There’s an old saying that the church should be “reformed and always reforming.” This means that we’re “reformed” in the sense of holding to the authority of God’s Word above all else, and we’re “always reforming” by not assuming any doctrine is true simply because it’s traditional for us. Instead, we seek to be good Bereans (Acts 17:11) by searching the Scriptures to see what’s true. We want to be so committed to biblical truth that we’re willing to reexamine any particular teaching in light of Scripture to make sure it really is biblical.
The right for each believer to scripturally examine teachings and to determine for themselves the biblical soundness of any view is a sacred one given to us by God. Because of this, we strive to protect the freedom of people in our church—as much as possible—to hold sometimes differing views. Of course, we must be united in our commitment to the biblical gospel of Jesus Christ for us to be a Jesus-following church. And there are certain issues about which we have to be reasonably on the same page to be able to function as a cohesive church (for example, issues such as speaking in tongues or baptizing infants). But we try hard to not unnecessarily encroach on the freedom and conscience of each Christian.
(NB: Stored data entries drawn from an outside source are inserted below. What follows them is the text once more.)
use anyhow::Context;
use clap::{Parser, Subcommand};
use generator::profile::GeneratorConfig;
use std::path::PathBuf;
use workflow::config::WorkflowConfig;
use workflow::runner::Runner;

mod generator;
mod workflow;

#[derive(Parser)]
#[command(author, version, about = "Offline driver for the RF radiative-forcing pipeline")]
struct Args {
    #[command(subcommand)]
    command: Command,
}

#[derive(Subcommand)]
enum Command {
    /// Run a workflow and write the report
    Run {
        /// Workflow config in YAML
        #[arg(long)]
        workflow: PathBuf,
        /// Overrides the workflow's output directory
        #[arg(long)]
        output: Option<PathBuf>,
        #[arg(long)]
        workers: Option<usize>,
        /// Fail on the first invalid record instead of skipping it
        #[arg(long, default_value_t = false)]
        strict: bool,
    },
    /// Write a seeded synthetic dataset and a matching workflow
    Generate {
        #[arg(long)]
        output: PathBuf,
        #[arg(long, default_value_t = 7)]
        seed: u64,
        #[arg(long, default_value_t = 12)]
        windows: usize,
        #[arg(long, default_value_t = 20)]
        bins: usize,
        #[arg(long, default_value_t = 0.01)]
        noise: f64,
        #[arg(long, default_value_t = 0.0)]
        diurnal: f64,
        /// Also emit a radiometer brightness-temperature product
        #[arg(long, default_value_t = false)]
        brightness: bool,
    },
}

fn main() -> anyhow::Result<()> {
    env_logger::init();
    let args = Args::parse();

    match args.command {
        Command::Run {
            workflow,
            output,
            workers,
            strict,
        } => {
            let config = WorkflowConfig::load(&workflow)?.with_overrides(output, workers, strict);
            let result = Runner::new(config)
                .execute()
                .with_context(|| format!("running workflow {}", workflow.display()))?;
            let report = &result.report;
            println!(
                "{} estimates, verdict {}, pooled mean {:.6e} W/m2 ({:.4}% of CO2)",
                report.estimates.len(),
                report.verdict.classification,
                report.co2.forcing_w_m2,
                report.co2.ratio * 100.0
            );
            for file in &result.files {
                println!("wrote {}", file.display());
            }
        }
        Command::Generate {
            output,
            seed,
            windows,
            bins,
            noise,
            diurnal,
            brightness,
        } => {
            let config = GeneratorConfig {
                seed,
                windows,
                bins,
                noise,
                diurnal_amplitude: diurnal,
                brightness,
                ..Default::default()
            };
            let dataset = config
                .generate(&output)
                .with_context(|| format!("generating dataset in {}", output.display()))?;
            for file in &dataset.files {
                println!("wrote {}", file.display());
            }
            println!(
                "{} spectrum rows; run with: simulator run --workflow {}",
                dataset.spectra_rows,
                dataset.workflow_path.display()
            );
        }
    }

    Ok(())
}
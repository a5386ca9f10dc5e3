//! JSON encoding for payloads exchanged with the task service.
//!
//! The REST backend speaks JSON; these helpers wrap `serde_json` with a
//! single error type so transports can map codec failures uniformly.

use serde::Serialize;
use serde::de::DeserializeOwned;

/// Error type for codec encode/decode operations.
#[derive(Debug, thiserror::Error)]
pub enum CodecError {
    /// Serialization failed.
    #[error("encode error: {0}")]
    Encode(String),
    /// The bytes were not a valid payload.
    #[error("decode error: {0}")]
    Decode(String),
}

/// Encodes a payload into JSON bytes.
///
/// # Errors
///
/// Returns `CodecError::Encode` if the value cannot be serialized.
pub fn encode<T: Serialize>(value: &T) -> Result<Vec<u8>, CodecError> {
    serde_json::to_vec(value).map_err(|e| CodecError::Encode(e.to_string()))
}

/// Decodes a payload from JSON bytes.
///
/// # Errors
///
/// Returns `CodecError::Decode` if the bytes cannot be deserialized into `T`.
pub fn decode<T: DeserializeOwned>(bytes: &[u8]) -> Result<T, CodecError> {
    serde_json::from_slice(bytes).map_err(|e| CodecError::Decode(e.to_string()))
}
//! Pure merge functions for page results.
//!
//! Appends use skip-if-present semantics: an entry already held by the feed
//! always wins over the same id arriving in a later page, so a stale server
//! copy can never overwrite optimistic local state.

use std::collections::HashMap;
use std::hash::BuildHasher;

use taskfeed_proto::task::{Task, TaskId};

/// Merges an appended page into a feed's entries.
///
/// Tasks whose id is already present are skipped. Returns how many tasks
/// were inserted.
pub fn merge_append<S: BuildHasher>(local: &mut HashMap<TaskId, Task, S>, page: Vec<Task>) -> usize {
    let mut inserted = 0;
    for task in page {
        if local.contains_key(&task.id) {
            continue;
        }
        local.insert(task.id.clone(), task);
        inserted += 1;
    }
    inserted
}

/// Builds a fresh entry map from a page that replaces the feed.
///
/// A page repeating an id keeps the first occurrence.
#[must_use]
pub fn replace_with(page: Vec<Task>) -> HashMap<TaskId, Task> {
    let mut entries = HashMap::with_capacity(page.len());
    merge_append(&mut entries, page);
    entries
}
//! Integration tests for category feed loading.
//!
//! Pagination, append deduplication, superseded and stale-context loads,
//! and fetch failure handling, all against `LoopbackService`.

#![allow(clippy::expect_used, clippy::unwrap_used)]

use std::sync::Arc;

use chrono::{DateTime, TimeZone, Utc};
use tokio::sync::mpsc;

use taskfeed::feed::PageSummary;
use taskfeed::observer::{ChannelObserver, FeedEvent};
use taskfeed::registry::{FeedError, FeedRegistry, LoadOutcome, RegistryConfig};
use taskfeed::transport::loopback::LoopbackService;
use taskfeed_proto::category::{Category, ViewingContext};
use taskfeed_proto::task::{Priority, Task, TaskId, TaskStatus, UserRef};

// ---------------------------------------------------------------------------
// Helper functions
// ---------------------------------------------------------------------------

fn now() -> DateTime<Utc> {
    Utc.with_ymd_and_hms(2026, 3, 2, 12, 0, 0).unwrap()
}

/// A pending task due today at `hour`.
fn make_task(title: &str, author: &str, assignee: &str, hour: u32) -> Task {
    Task {
        id: TaskId::new(),
        title: title.to_string(),
        description: None,
        status: TaskStatus::Pending,
        due_at: Utc.with_ymd_and_hms(2026, 3, 2, hour, 0, 0).unwrap(),
        priority: Priority::Medium,
        author: UserRef::new(author, author),
        assignee: UserRef::new(assignee, assignee),
        important_by: Vec::new(),
        completed_by: Vec::new(),
        history: Vec::new(),
        created_at: now(),
        updated_at: now(),
    }
}

/// `count` tasks from boss to me, due at successive hours from 1:00.
fn assigned_to_me(count: u32) -> Vec<Task> {
    (1..=count)
        .map(|hour| make_task(&format!("task {hour}"), "boss", "me", hour))
        .collect()
}

struct Harness {
    service: Arc<LoopbackService>,
    registry: Arc<FeedRegistry<LoopbackService>>,
    events: mpsc::Receiver<FeedEvent>,
}

fn make_harness(tasks: Vec<Task>, page_size: usize) -> Harness {
    let service = Arc::new(LoopbackService::with_tasks(now(), tasks));
    let (observer, events) = ChannelObserver::channel(16);
    let config = RegistryConfig {
        page_size,
        ..RegistryConfig::default()
    };
    let registry = Arc::new(
        FeedRegistry::new(me(), Arc::clone(&service), config).with_observer(Arc::new(observer)),
    );
    Harness {
        service,
        registry,
        events,
    }
}

fn me() -> ViewingContext {
    ViewingContext::personal("me")
}

fn loaded(outcome: LoadOutcome) -> PageSummary {
    match outcome {
        LoadOutcome::Loaded(summary) => summary,
        other => panic!("expected a loaded page, got {other:?}"),
    }
}

// ===========================================================================
// Pagination
// ===========================================================================

#[tokio::test]
async fn short_page_exhausts_feed() {
    let h = make_harness(assigned_to_me(5), 2);
    let ctx = me();

    let first = loaded(h.registry.activate(&ctx, Category::Today).await.unwrap());
    assert_eq!(first.returned, 2);
    assert!(first.has_more);

    let second = loaded(h.registry.load_more(&ctx, Category::Today).await.unwrap());
    assert_eq!(second.returned, 2);
    assert!(second.has_more);

    let third = loaded(h.registry.load_more(&ctx, Category::Today).await.unwrap());
    assert_eq!(third.returned, 1);
    assert!(!third.has_more);

    let state = h.registry.feed_state(Category::Today).unwrap();
    assert_eq!(state.cursor, 3);
    assert_eq!(state.len, 5);
    assert!(!state.loading);
}

#[tokio::test]
async fn load_more_after_exhaustion_is_noop() {
    let h = make_harness(assigned_to_me(1), 2);
    let ctx = me();
    h.registry.activate(&ctx, Category::Today).await.unwrap();

    let outcome = h.registry.load_more(&ctx, Category::Today).await.unwrap();
    assert_eq!(outcome, LoadOutcome::Skipped);
    assert_eq!(h.service.fetch_count(), 1);
}

#[tokio::test]
async fn empty_first_page_is_valid() {
    let h = make_harness(vec![], 20);
    let summary = loaded(h.registry.activate(&me(), Category::Overdue).await.unwrap());
    assert_eq!(summary.returned, 0);
    assert!(!summary.has_more);
    assert!(h.registry.tasks(Category::Overdue).is_empty());
}

#[tokio::test]
async fn exact_multiple_needs_one_empty_page() {
    let h = make_harness(assigned_to_me(4), 2);
    let ctx = me();
    h.registry.activate(&ctx, Category::Today).await.unwrap();
    h.registry.load_more(&ctx, Category::Today).await.unwrap();
    assert!(h.registry.feed_state(Category::Today).unwrap().has_more);

    let last = loaded(h.registry.load_more(&ctx, Category::Today).await.unwrap());
    assert_eq!(last.returned, 0);
    assert!(!last.has_more);
    assert_eq!(h.registry.tasks(Category::Today).len(), 4);
}

// ===========================================================================
// Merge semantics
// ===========================================================================

#[tokio::test]
async fn append_skips_tasks_already_held() {
    let tasks = assigned_to_me(3);
    let second_id = tasks[1].id.clone();
    let h = make_harness(tasks, 2);
    let ctx = me();
    h.registry.activate(&ctx, Category::Today).await.unwrap();

    // Local edit the server has not seen.
    h.registry
        .apply_mutation(&ctx, &second_id, |t| {
            let mut next = t.clone();
            next.title = "edited locally".to_string();
            next
        })
        .unwrap();

    // An earlier task shifts the server's ordering so page 2 repeats task 2.
    h.service.insert(make_task("early", "boss", "me", 0));

    let summary = loaded(h.registry.load_more(&ctx, Category::Today).await.unwrap());
    assert_eq!(summary.returned, 2);
    assert_eq!(summary.inserted, 1);
    assert_eq!(h.registry.tasks(Category::Today).len(), 3);
    assert_eq!(h.registry.find(&second_id).unwrap().title, "edited locally");
}

#[tokio::test]
async fn refresh_drops_tasks_the_server_no_longer_lists() {
    let tasks = assigned_to_me(2);
    let gone = tasks[0].id.clone();
    let h = make_harness(tasks, 20);
    let ctx = me();
    h.registry.activate(&ctx, Category::Today).await.unwrap();

    h.service.update(&gone, |t| t.status = TaskStatus::Completed);
    let summary = loaded(h.registry.refresh(&ctx, Category::Today).await.unwrap());

    assert_eq!(summary.returned, 1);
    assert!(h.registry.holders(&gone).is_empty());
}

#[tokio::test]
async fn tasks_are_listed_most_recently_updated_first() {
    let mut tasks = assigned_to_me(3);
    tasks[2].updated_at = now() + chrono::Duration::hours(1);
    let newest = tasks[2].id.clone();
    let h = make_harness(tasks, 20);
    h.registry.activate(&me(), Category::Today).await.unwrap();

    let listed = h.registry.tasks(Category::Today);
    assert_eq!(listed[0].id, newest);
}

// ===========================================================================
// Late responses
// ===========================================================================

#[tokio::test]
async fn response_after_context_switch_is_discarded() {
    let h = make_harness(assigned_to_me(2), 20);
    let boss = ViewingContext::personal("boss");
    h.service.hold_fetches();

    let me_ctx = me();
    let (outcome, ()) = tokio::join!(h.registry.activate(&me_ctx, Category::Today), async {
        tokio::task::yield_now().await;
        assert!(h.registry.switch_context(&boss));
        h.service.release_fetches(1);
    });

    assert_eq!(outcome.unwrap(), LoadOutcome::Discarded);
    assert_eq!(h.registry.context(), boss);
    assert!(h.registry.feed_state(Category::Today).is_none());
    assert!(h.registry.tasks(Category::Today).is_empty());
}

#[tokio::test]
async fn refresh_supersedes_in_flight_append() {
    let h = make_harness(assigned_to_me(3), 2);
    let ctx = me();
    h.registry.activate(&ctx, Category::Today).await.unwrap();
    h.service.hold_fetches();

    let (more, refreshed, ()) = tokio::join!(
        h.registry.load_more(&ctx, Category::Today),
        async {
            tokio::task::yield_now().await;
            h.registry.refresh(&ctx, Category::Today).await
        },
        async {
            for _ in 0..3 {
                tokio::task::yield_now().await;
            }
            h.service.release_fetches(2);
        }
    );

    assert_eq!(more.unwrap(), LoadOutcome::Discarded);
    let summary = loaded(refreshed.unwrap());
    assert_eq!(summary.returned, 2);
    let state = h.registry.feed_state(Category::Today).unwrap();
    assert_eq!(state.cursor, 1);
    assert_eq!(state.len, 2);
    assert!(!state.loading);
}

// ===========================================================================
// Failures
// ===========================================================================

#[tokio::test]
async fn fetch_failure_leaves_feed_untouched() {
    let mut h = make_harness(assigned_to_me(3), 2);
    let ctx = me();
    h.registry.activate(&ctx, Category::Today).await.unwrap();
    let before = h.registry.feed_state(Category::Today).unwrap();
    let tasks_before = h.registry.tasks(Category::Today);

    h.service.fail_next_fetch();
    let result = h.registry.load_more(&ctx, Category::Today).await;
    assert!(matches!(result, Err(FeedError::Transport(_))));
    assert_eq!(h.registry.feed_state(Category::Today).unwrap(), before);
    assert_eq!(h.registry.tasks(Category::Today), tasks_before);

    match h.events.try_recv().unwrap() {
        FeedEvent::FetchFailed { category, .. } => assert_eq!(category, Category::Today),
        other => panic!("unexpected event {other:?}"),
    }
    assert!(h.events.try_recv().is_err());

    // The failed page is retried by the next load_more.
    let summary = loaded(h.registry.load_more(&ctx, Category::Today).await.unwrap());
    assert_eq!(summary.returned, 1);
    assert_eq!(h.registry.feed_state(Category::Today).unwrap().cursor, 2);
}

#[tokio::test]
async fn failed_activation_can_be_refreshed() {
    let mut h = make_harness(assigned_to_me(1), 20);
    let ctx = me();
    h.service.fail_next_fetch();

    assert!(h.registry.activate(&ctx, Category::Today).await.is_err());
    assert!(matches!(
        h.events.try_recv().unwrap(),
        FeedEvent::FetchFailed { .. }
    ));
    assert!(h.registry.tasks(Category::Today).is_empty());

    let summary = loaded(h.registry.refresh(&ctx, Category::Today).await.unwrap());
    assert_eq!(summary.returned, 1);
}

#[tokio::test]
async fn load_more_after_failed_activation_loads_first_page() {
    let mut h = make_harness(assigned_to_me(3), 2);
    let ctx = me();
    h.service.fail_next_fetch();
    assert!(h.registry.activate(&ctx, Category::Today).await.is_err());
    assert!(h.events.try_recv().is_ok());

    let summary = loaded(h.registry.load_more(&ctx, Category::Today).await.unwrap());

    assert_eq!(summary.returned, 2);
    let pages: Vec<u32> = h.service.fetches().iter().map(|r| r.page).collect();
    assert_eq!(pages, vec![1, 1]);
    assert_eq!(h.registry.tasks(Category::Today).len(), 2);
    assert_eq!(h.registry.feed_state(Category::Today).unwrap().cursor, 1);
}

#[tokio::test]
async fn stale_responses_are_not_reported() {
    let mut h = make_harness(assigned_to_me(1), 20);
    h.service.hold_fetches();
    h.service.fail_next_fetch();

    let me_ctx = me();
    let (outcome, ()) = tokio::join!(h.registry.activate(&me_ctx, Category::Today), async {
        tokio::task::yield_now().await;
        h.registry.switch_context(&ViewingContext::personal("boss"));
        h.service.release_fetches(1);
    });

    assert_eq!(outcome.unwrap(), LoadOutcome::Discarded);
    assert!(h.events.try_recv().is_err());
}

// ===========================================================================
// Viewing contexts
// ===========================================================================

#[tokio::test]
async fn pair_context_scopes_requests_to_both_parties() {
    let tasks = vec![
        make_task("from bob", "bob", "me", 9),
        make_task("from carol", "carol", "me", 10),
    ];
    let h = make_harness(tasks, 20);
    let pair = ViewingContext::pair("me", "bob");

    h.registry.activate(&pair, Category::Today).await.unwrap();

    let listed = h.registry.tasks(Category::Today);
    assert_eq!(listed.len(), 1);
    assert_eq!(listed[0].title, "from bob");

    let request = &h.service.fetches()[0];
    assert_eq!(request.context, pair);
    let query = request.endpoint.query().unwrap();
    assert!(query.contains("viewer=me"));
    assert!(query.contains("subject=bob"));
    assert!(query.contains("page=1"));
}

#[tokio::test]
async fn switching_categories_reloads_on_return() {
    let h = make_harness(assigned_to_me(2), 20);
    let ctx = me();
    h.registry.activate(&ctx, Category::Today).await.unwrap();
    h.registry.activate(&ctx, Category::Workload).await.unwrap();

    h.service.insert(make_task("new", "boss", "me", 11));
    h.registry.activate(&ctx, Category::Today).await.unwrap();

    assert_eq!(h.registry.tasks(Category::Today).len(), 3);
    assert_eq!(h.registry.tasks(Category::Workload).len(), 2);
    assert_eq!(
        h.registry.categories(),
        vec![Category::Today, Category::Workload]
    );
}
The Orchard is part of an association of churches, the Evangelical Free Church of America, that’s committed to a similar approach. Because the EFCA is not an individual church, but an association of churches, we can actually be less dogmatic about these kinds of issues at the association level than individual churches can. So, for instance, the EFCA doesn’t have an official position on such issues as predestination, the security of the believer, spiritual gifts, baptism, the timing of the rapture, the age of the universe, etc. We leave these issues up to each church in the association to work out for themselves. This “majoring in the majors instead of the minors” has long been part of the heritage of the Evangelical Free Churches. Early in our history, this was referred to as the “significance of silence.” The idea is that, as an association, we remain “silent” about these kinds of secondary issues in the sense of refraining from make any official, denominational pronouncements (but we continue to study and discuss together any issues concerning Scripture, theology and the life of the church).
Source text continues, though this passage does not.